Gottsched's chief work was his Versuch einer kritischen Dichtkunst für die Deutschen (1730), the first systematic treatise in German on the art of poetry from the standpoint of Boileau. His Ausführliche Redekunst (1728) and his Grundlegung einer deutschen Sprachkunst (1748) were of importance for the development of German style and the purification of the language. He wrote several plays, of which Der sterbende Cato (1732), an adaptation of Joseph Addison's tragedy and a French play on the same theme, was long popular on the stage. His Deutsche Schaubühne (6 volumes, 1740–45) contained mainly translations from the French, but also some works written by himself, his wife, and others. With this, he provided the German stage with a classical repertory. His bibliography of the German drama, Nötiger Vorrat zur Geschichte der deutschen dramatischen Dichtkunst (1757–65), intended to contain an account of all previous German plays, though not complete is still valuable. He was also the editor of several journals devoted to literary criticism.

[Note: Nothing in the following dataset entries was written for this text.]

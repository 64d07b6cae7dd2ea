use crate::domain::portfolio::{Instrument, RawAllocation};
use crate::domain::profile::{
    EmploymentType, GoalType, ProfileFeatures, RiskProfile, UserProfile,
};
use crate::error::EngineError;
use crate::model::{TrainModel, TrainingReport};
use nalgebra::{DMatrix, DVector};
use serde::{Deserialize, Serialize};
use std::collections::BTreeMap;

/// A trained model mapping profile features to per-instrument weights.
///
/// Output is not required to be normalized or even non-negative; the
/// constraint engine owns that.
pub trait AllocationRegressor: Send + Sync {
    fn name(&self) -> &str;

    fn predict(&self, features: &ProfileFeatures) -> Result<RawAllocation, EngineError>;
}

#[derive(Debug, Clone, PartialEq, Serialize, Deserialize)]
pub struct AllocationSample {
    pub profile: UserProfile,
    pub allocation: BTreeMap<Instrument, f64>,
}

pub const DEFAULT_RIDGE_LAMBDA: f64 = 1e-3;

const ENCODED_LEN: usize = ProfileFeatures::NUMERIC_LEN
    + EmploymentType::ALL.len()
    + RiskProfile::ALL.len()
    + GoalType::ALL.len()
    + 1;

const TARGETS: usize = Instrument::ALL.len();

/// Multi-output ridge regression over standardized numeric features and
/// one-hot categoricals.
#[derive(Debug, Clone)]
pub struct RidgeAllocationModel {
    means: [f64; ProfileFeatures::NUMERIC_LEN],
    scales: [f64; ProfileFeatures::NUMERIC_LEN],
    // ENCODED_LEN x TARGETS
    weights: DMatrix<f64>,
}

impl RidgeAllocationModel {
    pub fn train_with_lambda(
        samples: &[AllocationSample],
        lambda: f64,
    ) -> Result<(Self, TrainingReport), EngineError> {
        if samples.is_empty() {
            return Err(EngineError::Training(
                "allocation regressor needs at least one sample".to_string(),
            ));
        }
        if !lambda.is_finite() || lambda <= 0.0 {
            return Err(EngineError::Training(format!(
                "ridge lambda must be positive (got {lambda})"
            )));
        }

        let features: Vec<ProfileFeatures> =
            samples.iter().map(|s| s.profile.features()).collect();
        let targets: Vec<[f64; TARGETS]> = samples
            .iter()
            .enumerate()
            .map(|(i, s)| target_row(i, &s.allocation))
            .collect::<Result<_, _>>()?;

        let (means, scales) = standardization(&features);
        let rows: Vec<[f64; ENCODED_LEN]> = features
            .iter()
            .map(|f| encode(f, &means, &scales))
            .collect();

        let x = DMatrix::from_fn(rows.len(), ENCODED_LEN, |i, j| rows[i][j]);
        let y = DMatrix::from_fn(targets.len(), TARGETS, |i, t| targets[i][t]);

        // Normal equations: (XᵀX + λI')W = XᵀY, bias left unpenalized.
        let mut xtx = x.transpose() * &x;
        for i in 0..ENCODED_LEN - 1 {
            xtx[(i, i)] += lambda;
        }
        let xty = x.transpose() * &y;

        let weights = xtx.lu().solve(&xty).ok_or_else(|| {
            EngineError::Training("ridge normal equations are singular".to_string())
        })?;
        if weights.iter().any(|w| !w.is_finite()) {
            return Err(EngineError::Training(
                "ridge solution contains non-finite weights".to_string(),
            ));
        }

        let model = Self {
            means,
            scales,
            weights,
        };

        let predictions: Vec<[f64; TARGETS]> = rows.iter().map(|x| model.apply(x)).collect();
        let report = TrainingReport {
            samples: samples.len(),
            fit_score: mean_r2(&targets, &predictions),
        };

        tracing::info!(
            samples = report.samples,
            lambda,
            r2 = report.fit_score,
            "trained ridge allocation model"
        );

        Ok((model, report))
    }

    fn apply(&self, x: &[f64; ENCODED_LEN]) -> [f64; TARGETS] {
        let y = self.weights.tr_mul(&DVector::from_column_slice(x));
        let mut out = [0.0; TARGETS];
        out.copy_from_slice(y.as_slice());
        out
    }
}

impl TrainModel for RidgeAllocationModel {
    type Sample = AllocationSample;

    fn train(samples: &[AllocationSample]) -> Result<(Self, TrainingReport), EngineError> {
        Self::train_with_lambda(samples, DEFAULT_RIDGE_LAMBDA)
    }
}

impl AllocationRegressor for RidgeAllocationModel {
    fn name(&self) -> &str {
        "ridge_regression"
    }

    fn predict(&self, features: &ProfileFeatures) -> Result<RawAllocation, EngineError> {
        let x = encode(features, &self.means, &self.scales);
        if x.iter().any(|v| !v.is_finite()) {
            return Err(EngineError::Prediction(
                "profile features are not finite".to_string(),
            ));
        }
        let y = self.apply(&x);
        Ok(Instrument::ALL.iter().copied().zip(y).collect())
    }
}

fn target_row(
    index: usize,
    allocation: &BTreeMap<Instrument, f64>,
) -> Result<[f64; TARGETS], EngineError> {
    let mut row = [0.0; TARGETS];
    for (t, instrument) in Instrument::ALL.iter().enumerate() {
        let w = allocation.get(instrument).copied().unwrap_or(0.0);
        if !w.is_finite() {
            return Err(EngineError::Training(format!(
                "sample {index} has a non-finite weight for {instrument:?}"
            )));
        }
        row[t] = w;
    }
    Ok(row)
}

type Moments = (
    [f64; ProfileFeatures::NUMERIC_LEN],
    [f64; ProfileFeatures::NUMERIC_LEN],
);

fn standardization(features: &[ProfileFeatures]) -> Moments {
    let n = features.len() as f64;
    let mut means = [0.0; ProfileFeatures::NUMERIC_LEN];
    for f in features {
        for (m, v) in means.iter_mut().zip(f.numeric()) {
            *m += v / n;
        }
    }
    let mut scales = [0.0; ProfileFeatures::NUMERIC_LEN];
    for f in features {
        for ((s, v), m) in scales.iter_mut().zip(f.numeric()).zip(&means) {
            *s += (v - m).powi(2) / n;
        }
    }
    for s in scales.iter_mut() {
        *s = s.sqrt();
        if *s < 1e-12 {
            *s = 1.0;
        }
    }
    (means, scales)
}

fn encode(
    f: &ProfileFeatures,
    means: &[f64; ProfileFeatures::NUMERIC_LEN],
    scales: &[f64; ProfileFeatures::NUMERIC_LEN],
) -> [f64; ENCODED_LEN] {
    let mut x = [0.0; ENCODED_LEN];
    for (i, v) in f.numeric().iter().enumerate() {
        x[i] = (v - means[i]) / scales[i];
    }
    let mut offset = ProfileFeatures::NUMERIC_LEN;
    one_hot(&mut x, offset, &EmploymentType::ALL, f.employment_type);
    offset += EmploymentType::ALL.len();
    one_hot(&mut x, offset, &RiskProfile::ALL, f.risk_profile);
    offset += RiskProfile::ALL.len();
    one_hot(&mut x, offset, &GoalType::ALL, f.goal_type);
    x[ENCODED_LEN - 1] = 1.0;
    x
}

fn one_hot<T: PartialEq + Copy>(x: &mut [f64], offset: usize, levels: &[T], value: T) {
    if let Some(pos) = levels.iter().position(|l| *l == value) {
        x[offset + pos] = 1.0;
    }
}

fn mean_r2(targets: &[[f64; TARGETS]], predictions: &[[f64; TARGETS]]) -> f64 {
    let n = targets.len() as f64;
    let mut scores = Vec::with_capacity(TARGETS);
    for t in 0..TARGETS {
        let mean = targets.iter().map(|y| y[t]).sum::<f64>() / n;
        let ss_tot: f64 = targets.iter().map(|y| (y[t] - mean).powi(2)).sum();
        if ss_tot < 1e-12 {
            continue;
        }
        let ss_res: f64 = targets
            .iter()
            .zip(predictions)
            .map(|(y, p)| (y[t] - p[t]).powi(2))
            .sum();
        scores.push(1.0 - ss_res / ss_tot);
    }
    if scores.is_empty() {
        1.0
    } else {
        scores.iter().sum::<f64>() / scores.len() as f64
    }
}

#[cfg(test)]
mod tests {
    use super::*;

    fn sample(risk: RiskProfile, age: u32, weights: &[(Instrument, f64)]) -> AllocationSample {
        AllocationSample {
            profile: UserProfile::new(
                60_000.0 + age as f64 * 500.0,
                age,
                risk,
                GoalType::Retirement,
            ),
            allocation: weights.iter().copied().collect(),
        }
    }

    fn training_set() -> Vec<AllocationSample> {
        use Instrument::*;
        let mut out = Vec::new();
        for age in [25, 35, 45, 55] {
            out.push(sample(
                RiskProfile::Conservative,
                age,
                &[(FixedDeposits, 0.5), (DebtFunds, 0.3), (LargeCapStocks, 0.2)],
            ));
            out.push(sample(
                RiskProfile::Moderate,
                age,
                &[(FixedDeposits, 0.3), (LargeCapStocks, 0.4), (MidCapStocks, 0.3)],
            ));
            out.push(sample(
                RiskProfile::Aggressive,
                age,
                &[(LargeCapStocks, 0.4), (MidCapStocks, 0.3), (SmallCapStocks, 0.3)],
            ));
        }
        out
    }

    #[test]
    fn recovers_profile_dependent_allocations() {
        let (model, report) = RidgeAllocationModel::train(&training_set()).unwrap();
        assert_eq!(report.samples, 12);
        assert!(report.fit_score > 0.99, "r2 = {}", report.fit_score);

        let p = UserProfile::new(75_000.0, 40, RiskProfile::Aggressive, GoalType::Retirement);
        let raw = model.predict(&p.features()).unwrap();
        assert_eq!(raw.len(), 14);
        assert!((raw[&Instrument::SmallCapStocks] - 0.3).abs() < 0.05);
        assert!(raw[&Instrument::FixedDeposits].abs() < 0.05);
    }

    #[test]
    fn identical_inputs_give_identical_outputs() {
        let (model, _) = RidgeAllocationModel::train(&training_set()).unwrap();
        let f = UserProfile::new(50_000.0, 30, RiskProfile::Moderate, GoalType::EmergencyFund)
            .features();
        let a = model.predict(&f).unwrap();
        let b = model.predict(&f).unwrap();
        for i in Instrument::ALL {
            assert_eq!(a[&i].to_bits(), b[&i].to_bits());
        }
    }

    #[test]
    fn single_sample_is_enough() {
        let set = vec![sample(
            RiskProfile::Moderate,
            30,
            &[(Instrument::Gold, 1.0)],
        )];
        let (model, _) = RidgeAllocationModel::train(&set).unwrap();
        let raw = model.predict(&set[0].profile.features()).unwrap();
        assert!((raw[&Instrument::Gold] - 1.0).abs() < 1e-6);
    }

    #[test]
    fn rejects_bad_training_input() {
        assert!(RidgeAllocationModel::train(&[]).is_err());
        let bad = vec![sample(
            RiskProfile::Moderate,
            30,
            &[(Instrument::Gold, f64::NAN)],
        )];
        assert!(matches!(
            RidgeAllocationModel::train(&bad),
            Err(EngineError::Training(_))
        ));
        assert!(RidgeAllocationModel::train_with_lambda(&training_set(), 0.0).is_err());
    }
}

Gottsched wrote the texts of two secular cantatas by Johann Sebastian Bach: Laß, Fürstin, laß noch einen Strahl (BWV 198) and Willkommen! Ihr herrschenden Götter der Erden (BWV Anh. 13, music lost).

==Family==

His first wife, Luise Kulmus, was also a prominent author. She died in 1762. After a three-year mourning period, in 1765 in Camburg, Saale, Gottsched married his 19-year-old second wife, Ernestine Susanne Katharina Neunes (1746–1811).